Return, from the listing below, every line that includes "None".

Content starts

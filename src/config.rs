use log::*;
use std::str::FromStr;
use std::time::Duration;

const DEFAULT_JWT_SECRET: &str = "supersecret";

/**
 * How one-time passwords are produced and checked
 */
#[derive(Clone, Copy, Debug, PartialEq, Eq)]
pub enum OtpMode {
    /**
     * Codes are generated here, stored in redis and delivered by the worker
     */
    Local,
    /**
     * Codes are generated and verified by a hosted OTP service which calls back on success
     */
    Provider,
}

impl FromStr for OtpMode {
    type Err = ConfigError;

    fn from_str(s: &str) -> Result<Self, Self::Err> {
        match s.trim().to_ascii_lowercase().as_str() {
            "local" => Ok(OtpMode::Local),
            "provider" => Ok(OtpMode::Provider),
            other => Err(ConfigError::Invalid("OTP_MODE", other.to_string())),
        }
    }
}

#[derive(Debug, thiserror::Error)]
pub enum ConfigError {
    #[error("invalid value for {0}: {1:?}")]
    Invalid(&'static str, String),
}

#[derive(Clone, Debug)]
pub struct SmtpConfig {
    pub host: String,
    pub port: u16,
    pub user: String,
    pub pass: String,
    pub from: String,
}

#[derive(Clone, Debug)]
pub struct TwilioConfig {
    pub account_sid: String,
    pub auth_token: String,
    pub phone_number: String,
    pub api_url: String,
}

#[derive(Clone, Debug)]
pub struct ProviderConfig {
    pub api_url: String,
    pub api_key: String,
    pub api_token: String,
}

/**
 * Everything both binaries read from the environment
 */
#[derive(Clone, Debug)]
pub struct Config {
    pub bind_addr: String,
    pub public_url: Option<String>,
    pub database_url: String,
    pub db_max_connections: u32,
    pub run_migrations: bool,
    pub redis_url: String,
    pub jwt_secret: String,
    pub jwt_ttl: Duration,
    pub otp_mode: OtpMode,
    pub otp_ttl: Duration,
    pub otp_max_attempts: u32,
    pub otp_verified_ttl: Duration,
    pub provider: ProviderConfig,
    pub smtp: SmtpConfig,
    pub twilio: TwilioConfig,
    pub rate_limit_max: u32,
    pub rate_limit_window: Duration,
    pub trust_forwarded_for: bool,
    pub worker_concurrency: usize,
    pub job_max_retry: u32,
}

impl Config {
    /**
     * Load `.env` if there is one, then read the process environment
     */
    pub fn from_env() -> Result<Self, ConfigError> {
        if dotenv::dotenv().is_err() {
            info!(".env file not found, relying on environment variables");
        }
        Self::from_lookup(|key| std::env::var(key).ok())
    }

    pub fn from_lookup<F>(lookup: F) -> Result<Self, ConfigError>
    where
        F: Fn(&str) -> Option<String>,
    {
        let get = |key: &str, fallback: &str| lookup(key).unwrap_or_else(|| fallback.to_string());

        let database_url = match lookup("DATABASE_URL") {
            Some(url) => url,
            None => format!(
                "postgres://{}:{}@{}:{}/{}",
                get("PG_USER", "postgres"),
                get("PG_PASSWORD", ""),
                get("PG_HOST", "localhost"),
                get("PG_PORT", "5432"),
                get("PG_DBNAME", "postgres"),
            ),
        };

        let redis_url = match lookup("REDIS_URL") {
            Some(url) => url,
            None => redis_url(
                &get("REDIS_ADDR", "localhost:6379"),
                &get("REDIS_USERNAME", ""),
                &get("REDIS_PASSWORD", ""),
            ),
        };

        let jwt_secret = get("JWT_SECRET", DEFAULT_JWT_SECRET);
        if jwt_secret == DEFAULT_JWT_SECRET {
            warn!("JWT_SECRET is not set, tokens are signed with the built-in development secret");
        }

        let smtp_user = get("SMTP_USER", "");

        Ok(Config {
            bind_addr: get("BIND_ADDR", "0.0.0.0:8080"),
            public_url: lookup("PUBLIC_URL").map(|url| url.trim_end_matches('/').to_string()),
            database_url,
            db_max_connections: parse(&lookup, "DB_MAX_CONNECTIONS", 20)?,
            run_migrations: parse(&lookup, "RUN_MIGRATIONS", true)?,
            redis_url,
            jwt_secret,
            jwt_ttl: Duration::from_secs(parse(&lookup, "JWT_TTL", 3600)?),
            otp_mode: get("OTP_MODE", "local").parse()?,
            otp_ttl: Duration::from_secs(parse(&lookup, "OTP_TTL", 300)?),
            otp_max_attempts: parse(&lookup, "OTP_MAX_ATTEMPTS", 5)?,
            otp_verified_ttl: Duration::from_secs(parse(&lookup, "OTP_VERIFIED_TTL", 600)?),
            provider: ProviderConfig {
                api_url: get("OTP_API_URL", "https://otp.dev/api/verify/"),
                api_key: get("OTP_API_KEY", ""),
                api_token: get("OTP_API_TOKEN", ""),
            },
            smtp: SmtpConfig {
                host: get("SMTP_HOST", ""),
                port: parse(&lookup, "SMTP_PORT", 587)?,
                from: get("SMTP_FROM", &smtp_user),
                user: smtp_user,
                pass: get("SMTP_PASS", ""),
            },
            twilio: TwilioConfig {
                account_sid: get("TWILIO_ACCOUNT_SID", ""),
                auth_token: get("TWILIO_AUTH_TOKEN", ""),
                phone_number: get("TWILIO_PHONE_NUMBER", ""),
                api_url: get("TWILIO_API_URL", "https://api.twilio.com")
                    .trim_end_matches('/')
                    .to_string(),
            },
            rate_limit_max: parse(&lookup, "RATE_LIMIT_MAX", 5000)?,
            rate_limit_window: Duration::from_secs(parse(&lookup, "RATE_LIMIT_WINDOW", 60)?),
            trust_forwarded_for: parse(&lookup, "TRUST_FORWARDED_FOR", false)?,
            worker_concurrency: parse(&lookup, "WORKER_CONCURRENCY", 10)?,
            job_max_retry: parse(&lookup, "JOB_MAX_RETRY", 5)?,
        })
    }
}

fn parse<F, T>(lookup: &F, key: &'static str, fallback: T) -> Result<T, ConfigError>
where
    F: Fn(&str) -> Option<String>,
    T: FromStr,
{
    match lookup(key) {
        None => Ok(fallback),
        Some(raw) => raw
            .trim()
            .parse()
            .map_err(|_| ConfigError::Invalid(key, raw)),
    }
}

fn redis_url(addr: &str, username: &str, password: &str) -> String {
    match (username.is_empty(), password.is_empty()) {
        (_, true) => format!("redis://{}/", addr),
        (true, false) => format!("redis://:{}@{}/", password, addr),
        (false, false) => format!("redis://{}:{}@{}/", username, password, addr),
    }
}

Content ends

▶ Output below:
            None => format!(
            None => redis_url(
        None => Ok(fallback),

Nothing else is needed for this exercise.